Thursday, July 22

SIGIR 2010 Industry Day: Machine Learning in Search Quality at Yandex

Machine Learning in Search Quality at Yandex
Ilya Segalovich, Yandex

Russian Search Market
- Yandex has 60+% market share
- It's all about small attention to details about the search

A Yandex overview
- started in 1997
- no 7 search engine in the world by # of queries
- 150 million queries per day

Variety of Markets
- 15 countries with cyrillic alphabet
- 77 regions in Russia
-> different culture, standard of living, average income, for example: Moscow, Magadan
-> large semi-autonomous ethnic groups (tatar, chech, bashkir)
-> neighbouring bilingual markets

Geo-specific queries
- Relevant result sets very significantly across regions and countries

- a probablistic measure of user satisfaction
- optimization goal at Yandex sinces 2007
- Similar to ERR, Chapelle 2009 --> hopefully someone can fill in the exact formula
- pFound, pBreak, pRel

Geo-specific Ranking
query -> query + user's region
- may need to build a specific formula for countries/region because of the variance and missing/lacking features in some of them.

Alternatives in Regionalization
- separate local indices or unified indx with geo-coded pages
- one query or region specific query
- query based local intent detection vs. results based local intent detection
- single ranking function vs. co-ranking and re-ranking of local results
- train one formula or train many formulas on local pools

Why use MLR?
Machine learning as a conveyor
- Some query classes require specific ranking
- many features

A learning method
- boosted decision tree, "oblivious" trees.
- optimize for pFound
- solve regression tasks, train classifiers

Complexity of ranking formulas
20 bytes - 2006
14 kb - 2008
220 kb - 2009
120 MB - 2010

A sequence of More and More complex rankers
- pruning with the static rank (static features)
- use of simply dynamic features (such as bm25)
- complex formula that uses all the features available
- potentially up to million of matrices/trees for the very top documents
- see camazoglu, 2010 early exit optimization

Geo-dependent queries: pFound
- a big jump in 2009 in Quality
- 3x more local results than competitors in Russia, than #2 player

- MLR is the only to regional search: it provides us the possiblity of tuning many geo-specific models at the same time.

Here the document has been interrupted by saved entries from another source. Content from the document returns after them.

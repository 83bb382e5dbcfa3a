use http::HeaderValue;

use crate::Error;
use crate::util::{decode_single, encode_display};
use crate::value::Range;

impl crate::TypedHeader for Range {
    fn name() -> &'static ::http::header::HeaderName {
        &::http::header::RANGE
    }
}

impl crate::HeaderDecode for Range {
    fn decode<'i, I>(values: &mut I) -> Result<Self, Error>
    where
        I: Iterator<Item = &'i HeaderValue>,
    {
        decode_single(values)
    }
}

impl crate::HeaderEncode for Range {
    fn encode<E: Extend<HeaderValue>>(&self, values: &mut E) {
        values.extend(encode_display(self));
    }
}

#[cfg(test)]
mod tests {
    use super::super::{test_decode, test_encode};
    use super::*;
    use crate::value::ByteRangeSpec;

    #[test]
    fn test_range_header() {
        let range: Range = test_decode(&["bytes=0-99, -10"]).unwrap();
        assert_eq!(
            range.satisfiable_ranges(50).collect::<Vec<_>>(),
            [0..=49, 40..=49]
        );

        let range = Range::new(ByteRangeSpec::From(1024));
        assert_eq!(test_encode(range)["range"], "bytes=1024-");
    }

    #[test]
    fn test_range_header_invalid() {
        assert_eq!(test_decode::<Range>(&["bytes=1-0"]), None);
        assert_eq!(test_decode::<Range>(&["bytes=0-1", "bytes=2-3"]), None);
    }
}
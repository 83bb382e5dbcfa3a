//! Header value grammars.
//!
//! Every type here parses with [`Grammar`](crate::Grammar), so it can be
//! used from `FromStr` as well as from within a larger grammar, and
//! writes its canonical wire format with `Display`.

#[macro_use]
mod token_value;

pub(crate) mod parameters;
#[doc(inline)]
pub use parameters::{InvalidParameter, Parameters, parameter};

mod media_range;
#[doc(inline)]
pub use media_range::{InvalidMediaRange, MediaRange};

mod language;
#[doc(inline)]
pub use language::{InvalidLanguage, Language};

mod charset;
#[doc(inline)]
pub use charset::{Charset, InvalidCharset};

mod content_coding;
#[doc(inline)]
pub use content_coding::{ContentCoding, InvalidContentCoding};

mod transfer_coding;
#[doc(inline)]
pub use transfer_coding::TransferCoding;

mod cache_directive;
#[doc(inline)]
pub use cache_directive::CacheDirective;

mod challenge;
#[doc(inline)]
pub use challenge::{ChallengeContent, ChallengeMessage, InvalidChallenge};

mod entity_tag;
#[doc(inline)]
pub use entity_tag::{EntityTag, EntityTagMatch, InvalidEntityTag};

mod http_date;
#[doc(inline)]
pub use http_date::{HttpDate, InvalidHttpDate};

mod comment;
#[doc(inline)]
pub use comment::{Comment, InvalidComment, MAX_COMMENT_DEPTH};

mod via;
#[doc(inline)]
pub use via::ViaElement;

mod warning;
#[doc(inline)]
pub use warning::{InvalidWarning, WarningValue};

mod range;
#[doc(inline)]
pub use range::{ByteRangeSpec, ContentRange, InvalidByteRange, Range};

mod product;
#[doc(inline)]
pub use product::{InvalidProduct, Product, ProductList, ProductOrComment, ProductOrCommentRef};

mod header_name;
#[doc(inline)]
pub use header_name::{HeaderName, InvalidHeaderName};
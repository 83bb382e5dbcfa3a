use hval_parse::{Cursor, Sequence, literal_char, token};
use hval_utils::collections::Interner;
use hval_utils::macros::error::static_str_error;
use hval_utils::str::ascii_lowercase_smolstr;
use smol_str::SmolStr;
use std::fmt;
use std::sync::Arc;

use super::Parameters;
use super::parameters::parse_parameters;
use crate::negotiation::Matcheable;
use crate::util::is_token;

static_str_error! {
    /// Type and subtype must be tokens, and a wildcard type
    /// requires a wildcard subtype.
    pub struct InvalidMediaRange = "invalid media range";
}

/// A media type, or a range of them using `*` wildcards.
///
/// ```text
/// media-range = ( "*/*" / ( type "/" "*" ) / ( type "/" subtype ) )
///               *( OWS ";" OWS parameter )
/// ```
///
/// Type and subtype are case-insensitive and stored lowercased.
/// A parameter named `q` is never part of a media range: it ends the
/// range and starts the weight of an `Accept` preference.
#[derive(Debug, Clone, PartialEq, Eq, Hash)]
pub struct MediaRange {
    type_: SmolStr,
    subtype: SmolStr,
    parameters: Parameters,
}

macro_rules! media_range_consts {
    ($($(#[$m:meta])* $name:ident => $type_:literal / $subtype:literal,)+) => {
        impl MediaRange {
            $(
                $(#[$m])*
                pub const $name: Self = Self::from_static($type_, $subtype);
            )+
        }
    };
}

media_range_consts! {
    /// `*/*`
    STAR_STAR => "*" / "*",
    /// `text/*`
    TEXT_STAR => "text" / "*",
    /// `text/plain`
    TEXT_PLAIN => "text" / "plain",
    /// `text/html`
    TEXT_HTML => "text" / "html",
    /// `text/css`
    TEXT_CSS => "text" / "css",
    /// `text/csv`
    TEXT_CSV => "text" / "csv",
    /// `text/javascript`
    TEXT_JAVASCRIPT => "text" / "javascript",
    /// `text/xml`
    TEXT_XML => "text" / "xml",
    /// `text/event-stream`
    TEXT_EVENT_STREAM => "text" / "event-stream",
    /// `image/*`
    IMAGE_STAR => "image" / "*",
    /// `image/png`
    IMAGE_PNG => "image" / "png",
    /// `image/jpeg`
    IMAGE_JPEG => "image" / "jpeg",
    /// `image/gif`
    IMAGE_GIF => "image" / "gif",
    /// `image/webp`
    IMAGE_WEBP => "image" / "webp",
    /// `image/svg+xml`
    IMAGE_SVG => "image" / "svg+xml",
    /// `audio/*`
    AUDIO_STAR => "audio" / "*",
    /// `video/*`
    VIDEO_STAR => "video" / "*",
    /// `application/*`
    APPLICATION_STAR => "application" / "*",
    /// `application/json`
    APPLICATION_JSON => "application" / "json",
    /// `application/xml`
    APPLICATION_XML => "application" / "xml",
    /// `application/octet-stream`
    APPLICATION_OCTET_STREAM => "application" / "octet-stream",
    /// `application/x-www-form-urlencoded`
    APPLICATION_WWW_FORM_URLENCODED => "application" / "x-www-form-urlencoded",
    /// `application/pdf`
    APPLICATION_PDF => "application" / "pdf",
    /// `multipart/form-data`
    MULTIPART_FORM_DATA => "multipart" / "form-data",
}

impl MediaRange {
    const fn from_static(type_: &'static str, subtype: &'static str) -> Self {
        Self {
            type_: SmolStr::new_inline(type_),
            subtype: SmolStr::new_inline(subtype),
            parameters: Parameters::new(),
        }
    }

    /// Create a new [`MediaRange`] without parameters.
    pub fn try_new(type_: &str, subtype: &str) -> Result<Self, InvalidMediaRange> {
        if !is_token(type_) || !is_token(subtype) || (type_ == "*" && subtype != "*") {
            return Err(InvalidMediaRange);
        }
        Ok(Self {
            type_: ascii_lowercase_smolstr(type_),
            subtype: ascii_lowercase_smolstr(subtype),
            parameters: Parameters::new(),
        })
    }

    /// Replace the parameters of this media range.
    ///
    /// A parameter named `q` would be read back as a weight,
    /// and is therefore dropped.
    #[must_use]
    pub fn with_parameters(mut self, parameters: Parameters) -> Self {
        self.parameters = parameters.without_weight();
        self
    }

    /// The top-level type, `*` for any.
    #[must_use]
    pub fn type_(&self) -> &str {
        &self.type_
    }

    /// The subtype, `*` for any.
    #[must_use]
    pub fn subtype(&self) -> &str {
        &self.subtype
    }

    /// The parameters, in order.
    #[must_use]
    pub fn parameters(&self) -> &Parameters {
        &self.parameters
    }

    /// The value of the `charset` parameter, if any.
    #[must_use]
    pub fn charset(&self) -> Option<&str> {
        self.parameters.get("charset")
    }

    /// Returns true if the type or subtype is a wildcard.
    #[must_use]
    pub fn is_wildcard(&self) -> bool {
        self.subtype == "*"
    }

    /// Returns the canonical shared instance of this media range.
    pub fn intern(self, interner: &Interner<Self>) -> Arc<Self> {
        interner.intern_arc(Arc::new(self))
    }
}

impl crate::Grammar for MediaRange {
    fn parse_from(cursor: &mut Cursor<'_>) -> Option<Self> {
        let mut seq = Sequence::new(cursor);
        let (type_, _, subtype) = seq.read((token, literal_char('/'), token))?;
        if type_ == "*" && subtype != "*" {
            return None;
        }
        let parameters = parse_parameters(seq.cursor(), true);
        seq.finish();
        Some(Self {
            type_: ascii_lowercase_smolstr(type_),
            subtype: ascii_lowercase_smolstr(subtype),
            parameters,
        })
    }
}

impl fmt::Display for MediaRange {
    fn fmt(&self, f: &mut fmt::Formatter<'_>) -> fmt::Result {
        write!(f, "{}/{}{}", self.type_, self.subtype, self.parameters)
    }
}

impl_str_codec!(MediaRange);

impl Matcheable for MediaRange {
    fn match_score(&self, candidate: &Self) -> u16 {
        if self.type_ == "*" {
            return 100;
        }
        if self.type_ != candidate.type_ {
            return 0;
        }
        if self.subtype == "*" {
            return 500;
        }
        if self.subtype != candidate.subtype {
            0
        } else if self.parameters.is_equivalent(&candidate.parameters) {
            1000
        } else if self.parameters.is_subset_of(&candidate.parameters) {
            900
        } else {
            0
        }
    }
}

#[cfg(test)]
mod tests {
    use super::*;
    use crate::util::arbitrary_text::{parameters, token};
    use quickcheck::{TestResult, quickcheck};

    #[test]
    fn test_parse_media_range() {
        let range: MediaRange = "Text/HTML;Charset=UTF-8; level=1".parse().unwrap();
        assert_eq!(range.type_(), "text");
        assert_eq!(range.subtype(), "html");
        assert_eq!(range.charset(), Some("UTF-8"));
        assert_eq!(range.parameters().get("level"), Some("1"));
        assert_eq!(range.to_string(), "text/html;charset=UTF-8;level=1");

        assert_eq!("*/*".parse::<MediaRange>().unwrap(), MediaRange::STAR_STAR);
        assert_eq!("image/*".parse::<MediaRange>().unwrap(), MediaRange::IMAGE_STAR);

        for invalid in ["", "text", "text/", "/html", "*/html", "text/html;", "text /html"] {
            assert!(invalid.parse::<MediaRange>().is_err(), "input: {invalid:?}");
        }
    }

    #[test]
    fn test_weight_ends_media_range() {
        let mut cursor = Cursor::new("text/html;level=1 ; q=0.5");
        let range = <MediaRange as crate::Grammar>::parse_from(&mut cursor).unwrap();
        assert_eq!(range.parameters().len(), 1);
        assert_eq!(cursor.remaining(), " ; q=0.5");
    }

    #[test]
    fn test_try_new() {
        assert_eq!(
            MediaRange::try_new("Application", "JSON"),
            Ok(MediaRange::APPLICATION_JSON)
        );
        assert_eq!(MediaRange::try_new("*", "json"), Err(InvalidMediaRange));
        assert_eq!(MediaRange::try_new("text", "ht ml"), Err(InvalidMediaRange));

        let range = MediaRange::TEXT_PLAIN.with_parameters(
            Parameters::new()
                .try_with("q", "1")
                .unwrap()
                .try_with("charset", "utf-8")
                .unwrap(),
        );
        assert_eq!(range.to_string(), "text/plain;charset=utf-8");
        assert_eq!(range.to_string().parse::<MediaRange>().unwrap(), range);
    }

    #[test]
    fn test_match_score() {
        let html: MediaRange = "text/html".parse().unwrap();
        let html_utf8: MediaRange = "text/html;charset=utf-8".parse().unwrap();
        let html_utf8_upper: MediaRange = "text/html;charset=UTF-8".parse().unwrap();
        let html_latin1: MediaRange = "text/html;charset=latin1".parse().unwrap();

        assert_eq!(html.match_score(&html), 1000);
        assert_eq!(html_utf8.match_score(&html_utf8_upper), 1000);
        assert_eq!(html.match_score(&html_utf8), 900);
        assert_eq!(html_utf8.match_score(&html), 0);
        assert_eq!(html_utf8.match_score(&html_latin1), 0);
        assert_eq!(MediaRange::TEXT_STAR.match_score(&html), 500);
        assert_eq!(MediaRange::STAR_STAR.match_score(&MediaRange::IMAGE_PNG), 100);
        assert_eq!(MediaRange::TEXT_STAR.match_score(&MediaRange::IMAGE_PNG), 0);
        assert_eq!(MediaRange::TEXT_PLAIN.match_score(&html), 0);
    }

    #[test]
    fn test_intern() {
        let interner = Interner::new();
        let a = "text/html".parse::<MediaRange>().unwrap().intern(&interner);
        let b = MediaRange::TEXT_HTML.intern(&interner);
        assert!(Arc::ptr_eq(&a, &b));
        assert_eq!(interner.len(), 1);
    }

    quickcheck! {
        fn display_roundtrip(
            type_: String,
            subtype: String,
            params: Vec<(String, String)>
        ) -> TestResult {
            let Ok(media_range) = MediaRange::try_new(&token(&type_), &token(&subtype)) else {
                return TestResult::discard();
            };
            let media_range = media_range.with_parameters(parameters(&params));
            TestResult::from_bool(media_range.to_string().parse().ok() == Some(media_range))
        }
    }
}
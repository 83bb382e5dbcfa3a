use std::time::Duration;

use crate::value::CacheDirective;

derive_non_empty_list_header! {
    #[header(name = CACHE_CONTROL)]
    /// `Cache-Control` header, defined in [RFC9111](https://www.rfc-editor.org/rfc/rfc9111#section-5.2)
    /// with extensions in [RFC8246](https://www.rfc-editor.org/rfc/rfc8246)
    ///
    /// The `Cache-Control` header field is used to specify directives for
    /// caches along the request/response chain.  Such cache directives are
    /// unidirectional in that the presence of a directive in a request does
    /// not imply that the same directive is to be given in the response.
    ///
    /// Directives are kept in order, extension directives included.
    ///
    /// ## ABNF
    ///
    /// ```text
    /// Cache-Control   = 1#cache-directive
    /// cache-directive = token [ "=" ( token / quoted-string ) ]
    /// ```
    ///
    /// ## Example values
    ///
    /// * `no-cache`
    /// * `private, community="UCI"`
    /// * `max-age=30`
    ///
    /// # Example
    ///
    /// ```
    /// use hval_headers::{CacheControl, CacheDirective};
    /// use std::time::Duration;
    ///
    /// let cc = CacheControl::new(CacheDirective::public())
    ///     .with(CacheDirective::max_age(Duration::from_secs(60)));
    /// assert!(cc.public());
    /// assert_eq!(cc.max_age(), Some(Duration::from_secs(60)));
    /// assert_eq!(cc.to_string(), "public, max-age=60");
    /// ```
    #[derive(PartialEq, Eq, Clone, Debug)]
    pub struct CacheControl(pub NonEmptyVec<CacheDirective>);
}

macro_rules! flag_getters {
    ($($(#[$m:meta])* $fn_name:ident => $name:literal,)+) => {
        $(
            $(#[$m])*
            #[must_use]
            pub fn $fn_name(&self) -> bool {
                self.contains($name)
            }
        )+
    };
}

macro_rules! duration_getters {
    ($($(#[$m:meta])* $fn_name:ident => $name:literal,)+) => {
        $(
            $(#[$m])*
            #[must_use]
            pub fn $fn_name(&self) -> Option<Duration> {
                self.get($name).and_then(CacheDirective::duration)
            }
        )+
    };
}

impl CacheControl {
    /// Append a directive.
    #[must_use]
    pub fn with(mut self, directive: CacheDirective) -> Self {
        self.0.push(directive);
        self
    }

    /// The first directive with the given (case-insensitive) name.
    #[must_use]
    pub fn get(&self, name: &str) -> Option<&CacheDirective> {
        self.iter().find(|directive| directive.is(name))
    }

    /// Returns true if a directive with the given name is present.
    #[must_use]
    pub fn contains(&self, name: &str) -> bool {
        self.get(name).is_some()
    }

    flag_getters! {
        /// Check if the `no-cache` directive is set.
        no_cache => "no-cache",
        /// Check if the `no-store` directive is set.
        no_store => "no-store",
        /// Check if the `no-transform` directive is set.
        no_transform => "no-transform",
        /// Check if the `only-if-cached` directive is set.
        only_if_cached => "only-if-cached",
        /// Check if the `public` directive is set.
        public => "public",
        /// Check if the `private` directive is set.
        private => "private",
        /// Check if the `immutable` directive is set.
        immutable => "immutable",
        /// Check if the `must-revalidate` directive is set.
        must_revalidate => "must-revalidate",
        /// Check if the `must-understand` directive is set.
        must_understand => "must-understand",
    }

    duration_getters! {
        /// Get the value of the `max-age` directive if set.
        max_age => "max-age",
        /// Get the value of the `min-fresh` directive if set.
        min_fresh => "min-fresh",
        /// Get the value of the `s-maxage` directive if set.
        s_max_age => "s-maxage",
        /// Get the value of the `stale-while-revalidate` directive if set.
        stale_while_revalidate => "stale-while-revalidate",
        /// Get the value of the `stale-if-error` directive if set.
        stale_if_error => "stale-if-error",
    }

    /// Get the value of the `max-stale` directive if set.
    ///
    /// A `max-stale` without a limit accepts any staleness
    /// and is returned as [`Duration::MAX`].
    #[must_use]
    pub fn max_stale(&self) -> Option<Duration> {
        let directive = self.get("max-stale")?;
        match directive.value() {
            None => Some(Duration::MAX),
            Some(_) => directive.duration(),
        }
    }
}

impl From<CacheDirective> for CacheControl {
    fn from(directive: CacheDirective) -> Self {
        Self::new(directive)
    }
}

#[cfg(test)]
mod tests {
    use super::super::{test_decode, test_encode};
    use super::*;

    #[test]
    fn test_parse_multiple_headers() {
        let cc: CacheControl = test_decode(&["no-cache", "private"]).unwrap();
        assert!(cc.no_cache());
        assert!(cc.private());
        assert!(!cc.public());
    }

    #[test]
    fn test_parse_argument() {
        let cc: CacheControl = test_decode(&["max-age=100, PUBLIC"]).unwrap();
        assert_eq!(cc.max_age(), Some(Duration::from_secs(100)));
        assert!(cc.public());
    }

    #[test]
    fn test_parse_quote_form() {
        let cc: CacheControl = test_decode(&["max-age=\"200\""]).unwrap();
        assert_eq!(cc.max_age(), Some(Duration::from_secs(200)));
    }

    #[test]
    fn test_parse_extension() {
        let cc: CacheControl = test_decode(&["foo, bar=baz", r#"community="UCI""#]).unwrap();
        assert_eq!(cc.get("foo").and_then(CacheDirective::value), None);
        assert_eq!(cc.get("bar").and_then(CacheDirective::value), Some("baz"));
        assert_eq!(cc.get("community").and_then(CacheDirective::value), Some("UCI"));
        assert_eq!(cc.iter().count(), 3);
    }

    #[test]
    fn test_parse_bad_syntax() {
        assert_eq!(test_decode::<CacheControl>(&["max-age=lolz"]).and_then(|cc| cc.max_age()), None);
        assert_eq!(test_decode::<CacheControl>(&["foo bar"]), None);
        assert_eq!(test_decode::<CacheControl>(&[""]), None);
    }

    #[test]
    fn test_max_stale() {
        let cc: CacheControl = test_decode(&["max-stale"]).unwrap();
        assert_eq!(cc.max_stale(), Some(Duration::MAX));
        let cc: CacheControl = test_decode(&["max-stale=5"]).unwrap();
        assert_eq!(cc.max_stale(), Some(Duration::from_secs(5)));
    }

    #[test]
    fn encode_one_flag_directive() {
        let cc = CacheControl::from(CacheDirective::no_cache());
        assert_eq!(test_encode(cc)["cache-control"], "no-cache");
    }

    #[test]
    fn encode_one_param_directive() {
        let cc = CacheControl::new(CacheDirective::max_age(Duration::from_secs(300)));
        assert_eq!(test_encode(cc)["cache-control"], "max-age=300");
    }

    #[test]
    fn encode_two_directive() {
        let cc = CacheControl::new(CacheDirective::no_cache()).with(CacheDirective::private());
        assert_eq!(test_encode(cc)["cache-control"], "no-cache, private");

        let cc = CacheControl::new(CacheDirective::no_cache())
            .with(CacheDirective::s_max_age(Duration::from_secs(999)));
        assert_eq!(test_encode(cc)["cache-control"], "no-cache, s-maxage=999");
    }
}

Complexity of the models is increasingly rapidly
-> don't fit into memory!

MLR is in its current setting does not fit well to time-specific queries
-> features of the fresh content are very sparse and temporal

Opacity of results of the MLR
- The backside of ML

Number of featuers grows faster than the number of judgments
-> hard to train ranking

Learning from clicks and user behavior is hard
Tens of GB of data per day!

Yandex and IR
- Participation and Support
- Yandex MLR at IR context


  1. Nice description, thank you!
    In regard to the exact pFound formula, it is interesting that I can see two versions of it.
    In their older paper (it's in Russian, but one can figure it out, just see p.4) :
    it uses a probability that a user is not satisfied with just the previous link.
    In their sigir presentation, pFound is using the probability that the user is not satisfied with all previous results. Looks strange, but hopefully they will clarify this.

  2. Sorry for the confusion, it is indeed the same formula. I just overlooked the recursion.